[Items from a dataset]
■ ■ ■ ■
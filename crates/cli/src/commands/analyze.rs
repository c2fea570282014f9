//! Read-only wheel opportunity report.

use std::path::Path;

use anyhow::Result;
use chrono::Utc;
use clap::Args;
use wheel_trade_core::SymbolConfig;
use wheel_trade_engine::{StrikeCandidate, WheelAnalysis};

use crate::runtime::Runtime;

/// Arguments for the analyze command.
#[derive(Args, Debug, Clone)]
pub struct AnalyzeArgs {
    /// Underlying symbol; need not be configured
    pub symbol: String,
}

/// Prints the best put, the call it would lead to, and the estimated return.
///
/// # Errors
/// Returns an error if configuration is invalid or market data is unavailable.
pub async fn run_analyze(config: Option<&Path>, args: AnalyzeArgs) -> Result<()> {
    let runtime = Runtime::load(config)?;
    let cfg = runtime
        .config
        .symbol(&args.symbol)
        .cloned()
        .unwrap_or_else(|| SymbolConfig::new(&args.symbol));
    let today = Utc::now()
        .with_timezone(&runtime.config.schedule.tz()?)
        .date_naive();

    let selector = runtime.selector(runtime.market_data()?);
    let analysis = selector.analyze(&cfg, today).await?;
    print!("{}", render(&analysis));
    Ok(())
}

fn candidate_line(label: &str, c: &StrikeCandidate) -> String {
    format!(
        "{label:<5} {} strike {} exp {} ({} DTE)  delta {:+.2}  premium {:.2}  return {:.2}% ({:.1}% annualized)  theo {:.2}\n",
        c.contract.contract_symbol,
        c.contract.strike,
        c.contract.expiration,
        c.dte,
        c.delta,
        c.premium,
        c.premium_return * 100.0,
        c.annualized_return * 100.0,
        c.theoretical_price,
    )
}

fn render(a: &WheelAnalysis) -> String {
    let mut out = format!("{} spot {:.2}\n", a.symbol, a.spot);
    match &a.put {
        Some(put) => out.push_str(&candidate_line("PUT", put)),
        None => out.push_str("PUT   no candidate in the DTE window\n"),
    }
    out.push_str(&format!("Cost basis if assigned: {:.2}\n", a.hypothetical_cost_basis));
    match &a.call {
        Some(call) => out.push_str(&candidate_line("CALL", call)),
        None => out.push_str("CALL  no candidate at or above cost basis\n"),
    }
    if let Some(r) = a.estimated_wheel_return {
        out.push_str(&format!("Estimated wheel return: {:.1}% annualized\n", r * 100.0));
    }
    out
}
■ ■ ■ ■
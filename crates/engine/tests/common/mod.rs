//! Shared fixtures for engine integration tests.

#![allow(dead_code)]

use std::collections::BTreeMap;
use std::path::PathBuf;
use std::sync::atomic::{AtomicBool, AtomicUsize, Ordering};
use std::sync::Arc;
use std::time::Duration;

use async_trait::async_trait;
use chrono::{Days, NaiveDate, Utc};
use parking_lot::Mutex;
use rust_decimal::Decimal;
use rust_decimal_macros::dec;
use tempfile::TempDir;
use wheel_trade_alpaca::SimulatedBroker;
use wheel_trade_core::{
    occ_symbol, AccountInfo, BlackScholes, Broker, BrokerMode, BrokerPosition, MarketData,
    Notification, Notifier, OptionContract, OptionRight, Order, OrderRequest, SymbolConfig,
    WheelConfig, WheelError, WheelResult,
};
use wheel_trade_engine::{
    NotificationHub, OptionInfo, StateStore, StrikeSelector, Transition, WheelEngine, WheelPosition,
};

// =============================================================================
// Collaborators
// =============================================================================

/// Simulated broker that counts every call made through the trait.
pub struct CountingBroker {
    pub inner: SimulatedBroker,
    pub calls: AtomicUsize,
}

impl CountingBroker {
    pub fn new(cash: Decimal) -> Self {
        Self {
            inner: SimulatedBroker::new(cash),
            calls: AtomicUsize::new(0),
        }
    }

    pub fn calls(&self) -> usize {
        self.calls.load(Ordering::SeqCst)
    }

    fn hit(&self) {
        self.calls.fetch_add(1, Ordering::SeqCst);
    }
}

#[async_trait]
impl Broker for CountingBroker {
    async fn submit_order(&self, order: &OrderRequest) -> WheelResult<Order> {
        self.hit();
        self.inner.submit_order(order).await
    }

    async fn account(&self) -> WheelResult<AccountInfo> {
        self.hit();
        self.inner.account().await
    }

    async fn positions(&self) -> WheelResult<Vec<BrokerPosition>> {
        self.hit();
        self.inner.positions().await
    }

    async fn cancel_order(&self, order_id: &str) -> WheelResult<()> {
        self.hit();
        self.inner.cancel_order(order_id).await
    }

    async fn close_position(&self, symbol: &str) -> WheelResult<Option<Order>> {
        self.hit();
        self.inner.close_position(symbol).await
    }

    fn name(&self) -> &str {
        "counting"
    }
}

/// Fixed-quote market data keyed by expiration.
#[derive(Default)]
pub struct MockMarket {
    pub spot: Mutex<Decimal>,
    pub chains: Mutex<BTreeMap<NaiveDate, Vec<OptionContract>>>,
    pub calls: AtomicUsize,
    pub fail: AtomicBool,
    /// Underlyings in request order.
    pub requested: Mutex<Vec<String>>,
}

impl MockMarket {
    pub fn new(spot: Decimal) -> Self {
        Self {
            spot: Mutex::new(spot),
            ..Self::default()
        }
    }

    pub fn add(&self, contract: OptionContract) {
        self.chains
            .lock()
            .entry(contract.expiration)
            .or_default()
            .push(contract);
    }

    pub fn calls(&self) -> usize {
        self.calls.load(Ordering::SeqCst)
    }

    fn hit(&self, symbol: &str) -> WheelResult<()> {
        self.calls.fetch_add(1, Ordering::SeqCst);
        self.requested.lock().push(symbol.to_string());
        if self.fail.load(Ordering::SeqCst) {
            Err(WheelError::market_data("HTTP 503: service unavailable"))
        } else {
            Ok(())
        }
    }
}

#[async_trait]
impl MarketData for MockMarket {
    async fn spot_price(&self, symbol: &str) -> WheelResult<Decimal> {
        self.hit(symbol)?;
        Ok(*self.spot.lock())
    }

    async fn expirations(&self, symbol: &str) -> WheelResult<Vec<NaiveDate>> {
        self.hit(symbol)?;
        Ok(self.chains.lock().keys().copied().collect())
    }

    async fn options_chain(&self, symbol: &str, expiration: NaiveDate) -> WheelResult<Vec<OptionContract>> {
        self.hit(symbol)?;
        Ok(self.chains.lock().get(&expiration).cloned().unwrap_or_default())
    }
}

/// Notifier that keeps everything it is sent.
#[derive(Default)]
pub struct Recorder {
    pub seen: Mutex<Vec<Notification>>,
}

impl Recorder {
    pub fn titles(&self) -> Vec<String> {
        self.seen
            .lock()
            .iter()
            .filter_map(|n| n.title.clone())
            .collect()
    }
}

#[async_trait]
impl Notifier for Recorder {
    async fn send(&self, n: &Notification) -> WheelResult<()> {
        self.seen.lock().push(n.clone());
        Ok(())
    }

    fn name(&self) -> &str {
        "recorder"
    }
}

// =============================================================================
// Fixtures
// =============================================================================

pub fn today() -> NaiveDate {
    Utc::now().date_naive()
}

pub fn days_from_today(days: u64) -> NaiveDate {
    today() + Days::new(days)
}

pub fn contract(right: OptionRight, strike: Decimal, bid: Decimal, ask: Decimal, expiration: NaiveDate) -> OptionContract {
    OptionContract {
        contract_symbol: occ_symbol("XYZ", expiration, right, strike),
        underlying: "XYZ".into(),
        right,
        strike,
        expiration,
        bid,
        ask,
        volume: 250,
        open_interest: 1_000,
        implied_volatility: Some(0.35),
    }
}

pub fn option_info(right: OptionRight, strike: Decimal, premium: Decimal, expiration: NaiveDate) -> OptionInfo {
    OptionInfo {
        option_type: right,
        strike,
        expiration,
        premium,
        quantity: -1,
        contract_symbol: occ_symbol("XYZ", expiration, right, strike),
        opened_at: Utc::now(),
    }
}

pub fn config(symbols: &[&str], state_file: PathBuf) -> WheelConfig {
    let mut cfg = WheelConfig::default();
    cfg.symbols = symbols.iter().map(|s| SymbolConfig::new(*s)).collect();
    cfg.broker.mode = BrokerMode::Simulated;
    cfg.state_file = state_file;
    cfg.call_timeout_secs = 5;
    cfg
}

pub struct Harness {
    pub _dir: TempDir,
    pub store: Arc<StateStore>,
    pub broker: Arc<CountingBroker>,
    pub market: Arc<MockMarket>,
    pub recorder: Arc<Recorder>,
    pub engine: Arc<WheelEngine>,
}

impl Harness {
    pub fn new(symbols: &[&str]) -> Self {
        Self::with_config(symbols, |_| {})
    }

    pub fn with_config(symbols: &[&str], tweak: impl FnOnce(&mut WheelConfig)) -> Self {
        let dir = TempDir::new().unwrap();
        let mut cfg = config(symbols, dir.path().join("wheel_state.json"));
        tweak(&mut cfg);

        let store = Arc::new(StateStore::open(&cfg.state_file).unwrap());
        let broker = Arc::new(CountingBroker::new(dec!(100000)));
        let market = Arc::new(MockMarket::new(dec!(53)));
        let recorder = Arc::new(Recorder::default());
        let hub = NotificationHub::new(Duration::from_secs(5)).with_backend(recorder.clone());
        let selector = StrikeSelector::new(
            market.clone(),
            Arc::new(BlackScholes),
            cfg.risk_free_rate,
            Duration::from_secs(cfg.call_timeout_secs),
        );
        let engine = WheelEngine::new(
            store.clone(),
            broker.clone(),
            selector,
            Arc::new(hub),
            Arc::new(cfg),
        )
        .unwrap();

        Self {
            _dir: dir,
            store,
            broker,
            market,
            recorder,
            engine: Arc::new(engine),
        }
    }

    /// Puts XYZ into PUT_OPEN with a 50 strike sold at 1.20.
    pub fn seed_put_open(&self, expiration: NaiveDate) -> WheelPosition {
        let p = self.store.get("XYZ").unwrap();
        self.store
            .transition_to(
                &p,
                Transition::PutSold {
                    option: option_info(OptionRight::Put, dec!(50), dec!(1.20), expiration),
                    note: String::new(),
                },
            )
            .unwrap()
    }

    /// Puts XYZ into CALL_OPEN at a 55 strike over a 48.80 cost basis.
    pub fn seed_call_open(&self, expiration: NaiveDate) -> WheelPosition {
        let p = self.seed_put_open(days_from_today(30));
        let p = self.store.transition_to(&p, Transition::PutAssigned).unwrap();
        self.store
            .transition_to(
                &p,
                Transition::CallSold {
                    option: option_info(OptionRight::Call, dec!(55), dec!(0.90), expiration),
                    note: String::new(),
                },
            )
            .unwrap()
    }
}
■ ■ ■ ■
■ How to complete this task
Reproduce each line of the records in which the string "None" appears.

■ Result of the task
        None => out.push_str("PUT   no candidate in the DTE window\n"),
        None => out.push_str("CALL  no candidate at or above cost basis\n"),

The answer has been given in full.